### Exercise directions
Return the opening lines of the material, word for word. End with the line that contains "under that name".

### Input data
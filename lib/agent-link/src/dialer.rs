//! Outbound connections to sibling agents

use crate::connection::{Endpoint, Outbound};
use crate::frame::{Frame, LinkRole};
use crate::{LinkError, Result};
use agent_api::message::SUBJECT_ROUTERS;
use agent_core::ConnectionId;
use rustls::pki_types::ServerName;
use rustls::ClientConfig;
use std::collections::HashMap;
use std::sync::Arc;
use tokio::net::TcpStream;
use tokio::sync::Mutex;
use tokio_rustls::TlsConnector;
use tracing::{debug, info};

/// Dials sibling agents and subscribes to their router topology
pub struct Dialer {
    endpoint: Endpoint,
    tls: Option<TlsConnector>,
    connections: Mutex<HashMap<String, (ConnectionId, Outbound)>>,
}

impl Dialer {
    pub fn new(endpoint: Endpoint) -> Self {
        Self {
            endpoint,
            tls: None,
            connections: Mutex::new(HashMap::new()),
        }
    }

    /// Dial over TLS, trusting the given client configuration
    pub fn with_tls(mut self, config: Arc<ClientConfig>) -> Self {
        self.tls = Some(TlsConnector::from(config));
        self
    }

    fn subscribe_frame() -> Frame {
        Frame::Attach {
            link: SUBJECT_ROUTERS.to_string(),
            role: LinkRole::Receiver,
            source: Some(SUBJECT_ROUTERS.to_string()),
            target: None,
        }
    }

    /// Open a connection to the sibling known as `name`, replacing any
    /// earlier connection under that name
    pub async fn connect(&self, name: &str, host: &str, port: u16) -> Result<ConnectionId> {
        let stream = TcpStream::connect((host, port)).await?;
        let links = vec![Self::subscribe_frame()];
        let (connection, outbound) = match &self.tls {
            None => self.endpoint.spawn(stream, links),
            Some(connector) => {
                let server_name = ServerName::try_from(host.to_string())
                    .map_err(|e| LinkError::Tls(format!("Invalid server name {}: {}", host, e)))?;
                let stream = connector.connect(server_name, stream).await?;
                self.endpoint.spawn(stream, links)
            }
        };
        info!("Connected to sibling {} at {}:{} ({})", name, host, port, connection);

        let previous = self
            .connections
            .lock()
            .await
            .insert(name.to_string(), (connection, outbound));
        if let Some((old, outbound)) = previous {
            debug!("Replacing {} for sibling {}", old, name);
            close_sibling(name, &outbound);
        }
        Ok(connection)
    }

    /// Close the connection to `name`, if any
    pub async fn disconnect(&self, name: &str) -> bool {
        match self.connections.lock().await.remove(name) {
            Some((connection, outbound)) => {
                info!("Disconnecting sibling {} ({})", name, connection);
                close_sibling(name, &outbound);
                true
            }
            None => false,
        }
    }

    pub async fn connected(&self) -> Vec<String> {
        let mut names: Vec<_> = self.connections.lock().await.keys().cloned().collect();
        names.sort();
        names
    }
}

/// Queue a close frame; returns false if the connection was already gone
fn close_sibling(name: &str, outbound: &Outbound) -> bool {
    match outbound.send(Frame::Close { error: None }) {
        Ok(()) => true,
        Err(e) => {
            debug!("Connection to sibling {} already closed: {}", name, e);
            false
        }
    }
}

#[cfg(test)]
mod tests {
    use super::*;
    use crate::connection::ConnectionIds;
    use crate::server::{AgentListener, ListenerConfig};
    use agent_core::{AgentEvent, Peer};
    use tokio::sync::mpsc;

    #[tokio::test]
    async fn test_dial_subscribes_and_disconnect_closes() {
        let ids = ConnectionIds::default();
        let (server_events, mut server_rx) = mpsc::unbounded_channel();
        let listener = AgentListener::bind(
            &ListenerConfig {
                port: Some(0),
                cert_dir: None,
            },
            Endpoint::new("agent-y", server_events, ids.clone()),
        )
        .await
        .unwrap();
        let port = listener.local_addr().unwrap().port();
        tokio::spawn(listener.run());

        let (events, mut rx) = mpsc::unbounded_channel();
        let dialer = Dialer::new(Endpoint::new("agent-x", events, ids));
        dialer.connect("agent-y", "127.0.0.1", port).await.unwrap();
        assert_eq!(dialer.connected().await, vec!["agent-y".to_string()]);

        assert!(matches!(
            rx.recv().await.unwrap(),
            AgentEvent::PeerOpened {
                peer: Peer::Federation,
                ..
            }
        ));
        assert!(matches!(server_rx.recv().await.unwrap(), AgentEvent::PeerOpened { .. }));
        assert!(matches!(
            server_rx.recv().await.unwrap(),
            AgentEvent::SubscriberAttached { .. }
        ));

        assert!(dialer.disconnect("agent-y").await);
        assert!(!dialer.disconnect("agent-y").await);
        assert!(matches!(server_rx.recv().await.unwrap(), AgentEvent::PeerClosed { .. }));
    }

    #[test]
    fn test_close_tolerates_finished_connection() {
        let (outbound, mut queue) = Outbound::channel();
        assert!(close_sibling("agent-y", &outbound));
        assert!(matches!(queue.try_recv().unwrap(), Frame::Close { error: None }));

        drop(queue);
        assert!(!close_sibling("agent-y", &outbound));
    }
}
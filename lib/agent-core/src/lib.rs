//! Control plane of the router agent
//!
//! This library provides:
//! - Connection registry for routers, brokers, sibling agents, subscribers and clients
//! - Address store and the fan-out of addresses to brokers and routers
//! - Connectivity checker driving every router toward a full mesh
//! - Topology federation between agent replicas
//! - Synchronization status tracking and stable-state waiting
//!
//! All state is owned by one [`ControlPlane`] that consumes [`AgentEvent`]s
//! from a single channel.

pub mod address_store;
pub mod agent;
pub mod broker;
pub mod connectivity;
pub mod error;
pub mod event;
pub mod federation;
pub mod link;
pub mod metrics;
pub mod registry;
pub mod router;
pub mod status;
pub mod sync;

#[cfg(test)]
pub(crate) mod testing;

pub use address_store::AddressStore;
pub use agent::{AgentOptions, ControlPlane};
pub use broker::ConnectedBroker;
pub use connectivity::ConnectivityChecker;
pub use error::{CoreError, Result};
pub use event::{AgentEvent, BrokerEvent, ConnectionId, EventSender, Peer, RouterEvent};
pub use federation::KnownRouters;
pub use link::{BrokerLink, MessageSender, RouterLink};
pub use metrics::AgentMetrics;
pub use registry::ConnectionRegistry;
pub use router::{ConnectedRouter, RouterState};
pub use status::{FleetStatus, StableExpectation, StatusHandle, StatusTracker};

### Answer
filename lib/agent-link/src/dialer.rs
//! Outbound connections to sibling agents

use crate::connection::{Endpoint, Outbound};
use crate::frame::{Frame, LinkRole};
use crate::{LinkError, Result};
use agent_api::message::SUBJECT_ROUTERS;
use agent_core::ConnectionId;
use rustls::pki_types::ServerName;
use rustls::ClientConfig;
use std::collections::HashMap;
use std::sync::Arc;
use tokio::net::TcpStream;
use tokio::sync::Mutex;
use tokio_rustls::TlsConnector;
use tracing::{debug, info};

/// Dials sibling agents and subscribes to their router topology
pub struct Dialer {
    endpoint: Endpoint,
    tls: Option<TlsConnector>,
    connections: Mutex<HashMap<String, (ConnectionId, Outbound)>>,
}

impl Dialer {
    pub fn new(endpoint: Endpoint) -> Self {
        Self {
            endpoint,
            tls: None,
            connections: Mutex::new(HashMap::new()),
        }
    }

    /// Dial over TLS, trusting the given client configuration
    pub fn with_tls(mut self, config: Arc<ClientConfig>) -> Self {
        self.tls = Some(TlsConnector::from(config));
        self
    }

    fn subscribe_frame() -> Frame {
        Frame::Attach {
            link: SUBJECT_ROUTERS.to_string(),
            role: LinkRole::Receiver,
            source: Some(SUBJECT_ROUTERS.to_string()),
            target: None,
        }
    }

    /// Open a connection to the sibling known as `name`, replacing any
    /// earlier connection under that name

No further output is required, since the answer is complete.